Work task - Through the line that contains "is reported as", return the data below exactly, starting at its first line; leave the rest out.
═══ Data ═══
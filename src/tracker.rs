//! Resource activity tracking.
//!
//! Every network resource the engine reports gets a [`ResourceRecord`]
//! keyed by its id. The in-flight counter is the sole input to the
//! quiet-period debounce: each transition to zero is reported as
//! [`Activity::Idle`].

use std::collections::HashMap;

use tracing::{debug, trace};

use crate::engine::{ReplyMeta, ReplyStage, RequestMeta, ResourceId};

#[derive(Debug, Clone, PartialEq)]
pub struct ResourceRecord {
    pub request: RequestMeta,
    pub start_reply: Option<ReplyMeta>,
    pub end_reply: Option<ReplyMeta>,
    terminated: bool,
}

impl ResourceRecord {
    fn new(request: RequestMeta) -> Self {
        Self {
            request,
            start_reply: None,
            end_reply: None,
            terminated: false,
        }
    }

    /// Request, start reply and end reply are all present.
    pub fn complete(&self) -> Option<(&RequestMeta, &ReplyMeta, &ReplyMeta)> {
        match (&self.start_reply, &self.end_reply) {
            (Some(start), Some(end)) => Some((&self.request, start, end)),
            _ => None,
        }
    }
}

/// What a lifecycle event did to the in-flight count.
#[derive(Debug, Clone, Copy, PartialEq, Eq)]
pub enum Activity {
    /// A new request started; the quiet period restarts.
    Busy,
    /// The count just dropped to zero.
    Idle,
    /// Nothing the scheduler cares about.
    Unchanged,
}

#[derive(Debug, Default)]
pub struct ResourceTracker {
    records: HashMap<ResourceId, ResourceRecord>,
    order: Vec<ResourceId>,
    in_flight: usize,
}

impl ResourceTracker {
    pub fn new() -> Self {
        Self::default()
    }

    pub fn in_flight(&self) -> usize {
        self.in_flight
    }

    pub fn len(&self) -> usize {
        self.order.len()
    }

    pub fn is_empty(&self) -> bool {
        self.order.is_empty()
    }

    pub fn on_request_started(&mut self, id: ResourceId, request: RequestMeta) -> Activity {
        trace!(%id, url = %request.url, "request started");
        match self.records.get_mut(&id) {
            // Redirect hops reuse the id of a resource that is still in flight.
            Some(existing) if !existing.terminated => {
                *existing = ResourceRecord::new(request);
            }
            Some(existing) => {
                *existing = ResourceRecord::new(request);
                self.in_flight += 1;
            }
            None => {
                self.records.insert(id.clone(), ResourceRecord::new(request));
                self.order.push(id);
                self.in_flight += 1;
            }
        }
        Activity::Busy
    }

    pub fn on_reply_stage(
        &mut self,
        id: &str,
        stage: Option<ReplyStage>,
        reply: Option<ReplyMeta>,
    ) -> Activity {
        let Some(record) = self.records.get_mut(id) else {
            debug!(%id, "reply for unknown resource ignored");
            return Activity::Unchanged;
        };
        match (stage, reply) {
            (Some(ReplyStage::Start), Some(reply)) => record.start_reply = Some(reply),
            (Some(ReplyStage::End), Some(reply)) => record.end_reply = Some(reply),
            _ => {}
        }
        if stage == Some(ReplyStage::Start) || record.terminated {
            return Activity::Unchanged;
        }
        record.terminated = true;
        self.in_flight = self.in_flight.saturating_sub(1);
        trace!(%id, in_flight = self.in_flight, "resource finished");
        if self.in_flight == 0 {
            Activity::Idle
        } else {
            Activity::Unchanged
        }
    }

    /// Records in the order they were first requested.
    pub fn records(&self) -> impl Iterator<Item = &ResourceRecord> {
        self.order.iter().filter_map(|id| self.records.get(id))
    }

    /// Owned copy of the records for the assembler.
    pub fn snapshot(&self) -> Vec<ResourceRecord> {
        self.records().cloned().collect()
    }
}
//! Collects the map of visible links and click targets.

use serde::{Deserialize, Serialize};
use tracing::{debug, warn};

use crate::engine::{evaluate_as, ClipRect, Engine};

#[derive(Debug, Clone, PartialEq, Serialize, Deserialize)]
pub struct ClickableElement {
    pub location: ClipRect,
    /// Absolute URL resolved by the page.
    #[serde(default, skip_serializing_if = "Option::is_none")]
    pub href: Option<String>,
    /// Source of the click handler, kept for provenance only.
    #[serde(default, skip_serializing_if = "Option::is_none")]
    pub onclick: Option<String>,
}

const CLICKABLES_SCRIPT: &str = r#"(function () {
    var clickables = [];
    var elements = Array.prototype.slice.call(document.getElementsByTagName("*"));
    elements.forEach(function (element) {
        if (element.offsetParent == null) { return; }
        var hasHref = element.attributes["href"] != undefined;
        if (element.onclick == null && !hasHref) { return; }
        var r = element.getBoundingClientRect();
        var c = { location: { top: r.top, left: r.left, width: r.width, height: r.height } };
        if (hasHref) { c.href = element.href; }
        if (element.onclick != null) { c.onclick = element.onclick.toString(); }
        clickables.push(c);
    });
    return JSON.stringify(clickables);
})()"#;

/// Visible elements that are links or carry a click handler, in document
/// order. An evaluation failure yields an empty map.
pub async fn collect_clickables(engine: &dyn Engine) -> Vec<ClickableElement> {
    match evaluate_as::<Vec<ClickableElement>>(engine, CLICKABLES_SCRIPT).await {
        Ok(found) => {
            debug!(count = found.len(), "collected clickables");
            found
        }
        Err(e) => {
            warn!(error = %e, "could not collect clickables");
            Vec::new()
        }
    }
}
═══
Task response -
filename src/tracker.rs
//! Resource activity tracking.
//!
//! Every network resource the engine reports gets a [`ResourceRecord`]
//! keyed by its id. The in-flight counter is the sole input to the
//! quiet-period debounce: each transition to zero is reported as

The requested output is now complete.